Egypt: Two Chambers Discovered in King Tut’s Burial Chamber – Antiquities Minister

Cairo – Egypt’s Minister of Antiquities announced Thursday that radar scans of King Tutankhamun’s burial chamber walls have revealed two formerly hidden chambers.

The two chambers are located behind King Tut’s tomb on the western and northern sides of the burial chamber.

The discovery may lead to solving the mystery of the disappearance of elusive Pharaonic Queen Nefertiti, who British archaeologist Nicolas Reeves believes may have been buried in a hidden chamber inside King Tut’s tomb.

Reeves’ hypothesis was tested as a team of archeologists performed a scan of the walls of the tomb late November.

The primary results of the scan gave “very positive results”, quoting Damati at the time, who also declared that there was a “90 per cent” chance of a new archaeological discovery.

The primary results were then taken to Japan for further investigation.

“This new discovery in the burial chamber counts as the discovery of the century,” Minister of Antiquities Mamdouh al-Damati said in a press conference on Thursday.

We cannot identify what lies beyond the walls of the tomb yet, whether it is the tomb of Pharaonic Queen Nefertiti as British archaeologist Nicolas Reeves believes, or Meritaten or Kiya,” Damati added.

Meritaten was an ancient Egyptian queen of the 18th dynasty, while Kiya was the second wife of King Akhenaten, also of the 18th dynasty.

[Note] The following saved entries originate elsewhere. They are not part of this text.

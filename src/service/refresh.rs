//! Refresh pipeline
//!
//! One fetch-then-store cycle, independent of the loader's read path:
//! pull a batch of recent posts from the remote source, serialize each
//! into its stored row, and bulk-upsert them in one statement. A
//! payload-free "refresh done" signal is broadcast when the cycle ends,
//! success or failure, so a caller-visible busy indicator is always
//! eventually cleared.
//!
//! The pipeline never pokes the loader: picking up new rows is driven
//! by the store's own change notification.

use std::sync::Arc;
use std::time::Instant;

use tokio::sync::broadcast;

use crate::data::{Database, Post};
use crate::error::AppError;
use crate::remote::RemoteSource;

/// Posts requested per refresh cycle unless overridden
pub const DEFAULT_BATCH_SIZE: usize = 50;

/// Named triggers accepted by the pipeline
#[derive(Debug, Clone, PartialEq, Eq)]
pub enum Trigger {
    /// Fetch and store the configured batch of recent posts
    Refresh,
    /// Reserved: fetch a bounded page of older posts.
    ///
    /// Not implemented yet; fails with `AppError::Unsupported` so an
    /// accidental invocation cannot pass silently.
    Backfill {
        newest_id: String,
        oldest_id: String,
    },
}

/// Fetch-and-persist pipeline for the feed
pub struct RefreshPipeline<R> {
    remote: Arc<R>,
    db: Arc<Database>,
    /// Posts requested per [`Trigger::Refresh`] cycle
    batch_size: usize,
    done: broadcast::Sender<()>,
}

/// Fires the "refresh done" signal when dropped, so every exit path of
/// a cycle clears the caller's busy indicator.
struct DoneGuard(broadcast::Sender<()>);

impl Drop for DoneGuard {
    fn drop(&mut self) {
        // Fire-and-forget: no receivers is fine
        let _ = self.0.send(());
    }
}

impl<R> RefreshPipeline<R>
where
    R: RemoteSource,
{
    /// Create a new pipeline over the given remote source and store
    pub fn new(remote: R, db: Arc<Database>) -> Self {
        let (done, _) = broadcast::channel(16);

        Self {
            remote: Arc::new(remote),
            db,
            batch_size: DEFAULT_BATCH_SIZE,
            done,
        }
    }

    /// Override the batch size used by [`Trigger::Refresh`]
    pub fn with_batch_size(mut self, batch_size: usize) -> Self {
        self.batch_size = batch_size;
        self
    }

    /// Subscribe to the end-of-cycle signal.
    ///
    /// One `()` per finished refresh, success or failure. Used only to
    /// stop a busy indicator; outcome information travels on the
    /// return value of [`refresh`](Self::refresh).
    pub fn subscribe_done(&self) -> broadcast::Receiver<()> {
        self.done.subscribe()
    }

    /// Dispatch a named trigger.
    pub async fn handle(&self, trigger: Trigger) -> Result<u64, AppError> {
        match trigger {
            Trigger::Refresh => self.refresh(self.batch_size).await,
            Trigger::Backfill {
                newest_id,
                oldest_id,
            } => self.backfill(&newest_id, &oldest_id).await,
        }
    }

    /// Run one fetch-then-store cycle.
    ///
    /// On remote failure the store is left untouched; either way the
    /// done signal fires when this returns.
    ///
    /// # Returns
    /// Number of rows written
    pub async fn refresh(&self, limit: usize) -> Result<u64, AppError> {
        let started = Instant::now();
        let _done = DoneGuard(self.done.clone());

        let result = self.run_cycle(limit).await;
        match &result {
            Ok(written) => {
                crate::metrics::observe_refresh("success", started.elapsed());
                tracing::info!(rows = *written, "Refresh completed");
            }
            Err(error) => {
                crate::metrics::observe_refresh("error", started.elapsed());
                tracing::warn!(%error, "Refresh failed; store unchanged");
            }
        }
        result
    }

    async fn run_cycle(&self, limit: usize) -> Result<u64, AppError> {
        let posts = self.remote.fetch_recent(limit).await?;

        let rows = posts
            .iter()
            .map(Post::to_stored_row)
            .collect::<Result<Vec<_>, AppError>>()?;

        self.db.bulk_upsert(&rows).await
    }

    /// Reserved extension point for fetching older timeline pages.
    ///
    /// # Errors
    /// Always `AppError::Unsupported`.
    pub async fn backfill(&self, newest_id: &str, oldest_id: &str) -> Result<u64, AppError> {
        Err(AppError::Unsupported(format!(
            "backfill of timeline pages ({newest_id}..{oldest_id}) is not implemented"
        )))
    }
}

Another radar scan is scheduled to be conducted at the end of March in order to learn more about the nature and the dimensions of the bodies identified by the preliminary scan, Damati mentioned. Results of this scan will be announced immediately the day after, on April 1st.

Nefertiti, whose name means “a beautiful woman has come”, died in mysterious circumstances during a revolution which ended her husband Akhenaten’s rule in the 14th century BC. She was the legendary wife of Tutankhamun’s father and her mummy has never been found.

Tutankhamun ruled between 1361 and 1352 BC and died at 17. His tomb was found by Howard Carter in 1922, in what is often dubbed the discovery of the century because the tomb was found largely intact.